Supplied data
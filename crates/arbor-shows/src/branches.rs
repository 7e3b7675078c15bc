//! Walker shows: fronts climbing or retreating along branch paths, each
//! leaving a fading trail.

use std::time::Duration;

use arbor_core::helpers::{one_in, reasonable_speed};
use arbor_core::{BranchWalker, FadeController, Show, ShowError};
use arbor_types::color::{random_color, random_color_range};
use arbor_types::{Hsv, TreeShape};
use arbor_world::PixelSpace;
use rand::Rng;
use rand::rngs::SmallRng;

/// Walk every walker `speed` steps, painting each visited pixel and leaving
/// a fader behind it. Walkers that run off the tree are removed and
/// returned.
fn advance_walkers(
    walkers: &mut Vec<BranchWalker>,
    trail: &mut FadeController,
    space: &mut PixelSpace,
    shape: &TreeShape,
    rng: &mut SmallRng,
    fade: f64,
) -> Result<Vec<BranchWalker>, ShowError> {
    let mut finished = Vec::new();
    let mut active = Vec::with_capacity(walkers.len());
    for mut walker in walkers.drain(..) {
        let mut alive = true;
        for _ in 0..walker.speed() {
            walker.draw(space)?;
            trail.add(walker.color(), *walker.coordinate(), 1.0, false, fade);
            if !walker.step(shape, rng) {
                alive = false;
                break;
            }
        }
        if alive {
            active.push(walker);
        } else {
            finished.push(walker);
        }
    }
    *walkers = active;
    Ok(finished)
}

/// Fronts sprouting from the trunk roots and racing out to the tips.
#[derive(Debug, Clone)]
pub struct OutwardBranch {
    rng: SmallRng,
    shape: TreeShape,
    color: Hsv,
    walkers: Vec<BranchWalker>,
    trail: FadeController,
}

impl OutwardBranch {
    /// Display name.
    pub const NAME: &'static str = "OutwardBranch";

    const FRAME: Duration = Duration::from_millis(200);

    /// Create the show around a random base color.
    pub fn new(space: &PixelSpace, mut rng: SmallRng) -> Self {
        let color = random_color(&mut rng, false);
        Self {
            rng,
            shape: space.shape().clone(),
            color,
            walkers: Vec::new(),
            trail: FadeController::new(),
        }
    }
}

impl Show for OutwardBranch {
    fn name(&self) -> &str {
        Self::NAME
    }

    fn next_frame(&mut self, space: &mut PixelSpace) -> Result<Duration, ShowError> {
        if one_in(&mut self.rng, 4) {
            let color = random_color_range(&mut self.rng, self.color, 0.1);
            let speed = reasonable_speed(&mut self.rng);
            self.walkers
                .push(BranchWalker::from_center(&self.shape, &mut self.rng, color, speed));
        }

        advance_walkers(
            &mut self.walkers,
            &mut self.trail,
            space,
            &self.shape,
            &mut self.rng,
            0.02,
        )?;
        self.trail.cycle(space, true);
        Ok(Self::FRAME)
    }
}

/// A new front every frame, creeping in from the tips to the center.
#[derive(Debug, Clone)]
pub struct InwardBranch {
    rng: SmallRng,
    shape: TreeShape,
    color: Hsv,
    speed: u32,
    walkers: Vec<BranchWalker>,
    trail: FadeController,
}

impl InwardBranch {
    /// Display name.
    pub const NAME: &'static str = "InwardBranch";

    const FRAME: Duration = Duration::from_millis(200);

    /// Create the show with a random base color and half-speed walkers.
    pub fn new(space: &PixelSpace, mut rng: SmallRng) -> Self {
        let speed = reasonable_speed(&mut rng) / 2;
        let color = random_color(&mut rng, false);
        Self {
            rng,
            shape: space.shape().clone(),
            color,
            speed,
            walkers: Vec::new(),
            trail: FadeController::new(),
        }
    }
}

impl Show for InwardBranch {
    fn name(&self) -> &str {
        Self::NAME
    }

    fn next_frame(&mut self, space: &mut PixelSpace) -> Result<Duration, ShowError> {
        let color = random_color_range(&mut self.rng, self.color, 0.1);
        self.walkers.push(BranchWalker::from_edge(
            &self.shape,
            &mut self.rng,
            color,
            self.speed,
        )?);

        advance_walkers(
            &mut self.walkers,
            &mut self.trail,
            space,
            &self.shape,
            &mut self.rng,
            0.05,
        )?;
        self.trail.cycle(space, true);
        Ok(Self::FRAME)
    }
}

/// Waves of three same-colored fronts; a new wave starts once the last
/// front of the previous one has reached a tip.
#[derive(Debug, Clone)]
pub struct MultipleBranches {
    rng: SmallRng,
    shape: TreeShape,
    color: Hsv,
    walkers: Vec<BranchWalker>,
    trail: FadeController,
}

impl MultipleBranches {
    /// Display name.
    pub const NAME: &'static str = "MultipleBranches";

    const FRAME: Duration = Duration::from_millis(200);

    const WAVE: usize = 3;

    /// Create the show around a random base color.
    pub fn new(space: &PixelSpace, mut rng: SmallRng) -> Self {
        let color = random_color(&mut rng, false);
        Self {
            rng,
            shape: space.shape().clone(),
            color,
            walkers: Vec::new(),
            trail: FadeController::new(),
        }
    }
}

impl Show for MultipleBranches {
    fn name(&self) -> &str {
        Self::NAME
    }

    fn next_frame(&mut self, space: &mut PixelSpace) -> Result<Duration, ShowError> {
        if self.walkers.is_empty() {
            self.color = random_color_range(&mut self.rng, self.color, 0.05);
            let speed = reasonable_speed(&mut self.rng);
            for _ in 0..Self::WAVE {
                self.walkers.push(BranchWalker::from_center(
                    &self.shape,
                    &mut self.rng,
                    self.color,
                    speed,
                ));
            }
        }

        advance_walkers(
            &mut self.walkers,
            &mut self.trail,
            space,
            &self.shape,
            &mut self.rng,
            0.05,
        )?;
        self.trail.cycle(space, true);
        Ok(Self::FRAME)
    }
}

/// Fronts retreat from the tips; each one that reaches the center bounces
/// back out along a fresh random path in the same color.
#[derive(Debug, Clone)]
pub struct InOutBranches {
    rng: SmallRng,
    shape: TreeShape,
    color: Hsv,
    speed: u32,
    walkers: Vec<BranchWalker>,
    trail: FadeController,
}

impl InOutBranches {
    /// Display name.
    pub const NAME: &'static str = "InOutBranches";

    const FRAME: Duration = Duration::from_millis(100);

    /// Create the show with a random base color and a slow walker speed.
    pub fn new(space: &PixelSpace, mut rng: SmallRng) -> Self {
        let speed = rng.random_range(1..=4);
        let color = random_color(&mut rng, false);
        Self {
            rng,
            shape: space.shape().clone(),
            color,
            speed,
            walkers: Vec::new(),
            trail: FadeController::new(),
        }
    }

    /// Fronts currently moving.
    pub fn walkers(&self) -> &[BranchWalker] {
        &self.walkers
    }
}

impl Show for InOutBranches {
    fn name(&self) -> &str {
        Self::NAME
    }

    fn next_frame(&mut self, space: &mut PixelSpace) -> Result<Duration, ShowError> {
        if one_in(&mut self.rng, 4) {
            let color = random_color_range(&mut self.rng, self.color, 0.05);
            self.walkers.push(BranchWalker::from_edge(
                &self.shape,
                &mut self.rng,
                color,
                self.speed,
            )?);
        }

        let finished = advance_walkers(
            &mut self.walkers,
            &mut self.trail,
            space,
            &self.shape,
            &mut self.rng,
            0.1,
        )?;
        for walker in finished.iter().filter(|w| !w.moving_outward()) {
            self.walkers.push(BranchWalker::from_center(
                &self.shape,
                &mut self.rng,
                walker.color(),
                self.speed,
            ));
        }

        self.trail.cycle(space, true);
        Ok(Self::FRAME)
    }
}

#[cfg(test)]
#[allow(clippy::unwrap_used)]
mod tests {
    use rand::SeedableRng;

    use super::*;

    fn space() -> PixelSpace {
        PixelSpace::build(TreeShape::default()).unwrap()
    }

    fn lit(space: &PixelSpace) -> usize {
        space.pixels().filter(|p| p.next_color() != Hsv::BLACK).count()
    }

    #[test]
    fn advance_walkers_retires_exhausted_fronts() {
        let mut space = space();
        let shape = space.shape().clone();
        let mut rng = SmallRng::seed_from_u64(1);
        let mut trail = FadeController::new();
        let mut walkers = vec![
            BranchWalker::from_center(&shape, &mut rng, Hsv::saturated(0), 200),
            BranchWalker::from_center(&shape, &mut rng, Hsv::saturated(0), 5),
        ];

        let finished =
            advance_walkers(&mut walkers, &mut trail, &mut space, &shape, &mut rng, 0.1).unwrap();
        assert_eq!(finished.len(), 1);
        assert_eq!(walkers.len(), 1);
        // 142 pixels on the finished path, 5 on the live one.
        assert_eq!(trail.len(), shape.path_length() + 5);
    }

    #[test]
    fn outward_branch_lights_the_tree() {
        let mut space = space();
        let mut show = OutwardBranch::new(&space, SmallRng::seed_from_u64(2));
        for _ in 0..40 {
            show.next_frame(&mut space).unwrap();
        }
        assert!(lit(&space) > 0);
    }

    #[test]
    fn inward_branch_adds_a_front_every_frame() {
        let mut space = space();
        let mut show = InwardBranch::new(&space, SmallRng::seed_from_u64(3));
        show.next_frame(&mut space).unwrap();
        assert!(lit(&space) > 0);
        assert!(show.walkers.iter().all(|w| !w.moving_outward()));
        for _ in 0..50 {
            show.next_frame(&mut space).unwrap();
        }
    }

    #[test]
    fn multiple_branches_starts_a_new_wave_when_done() {
        let mut space = space();
        let mut show = MultipleBranches::new(&space, SmallRng::seed_from_u64(4));
        show.next_frame(&mut space).unwrap();
        assert_eq!(show.walkers.len(), MultipleBranches::WAVE);
        let wave_color = show.color;
        assert!(show.walkers.iter().all(|w| w.color() == wave_color));

        let mut waves = 1;
        for _ in 0..100 {
            if show.walkers.is_empty() {
                waves += 1;
            }
            show.next_frame(&mut space).unwrap();
        }
        assert!(waves >= 2, "only {waves} wave(s)");
    }

    #[test]
    fn in_out_branches_bounce_back_from_the_center() {
        let mut space = space();
        let mut show = InOutBranches::new(&space, SmallRng::seed_from_u64(5));
        let mut saw_outward = false;
        for _ in 0..2000 {
            show.next_frame(&mut space).unwrap();
            if show.walkers().iter().any(BranchWalker::moving_outward) {
                saw_outward = true;
                break;
            }
        }
        assert!(saw_outward);
    }
}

Exercise
A bare number is the whole answer: the tally of lines in the listing above that include "Create".

Task output
4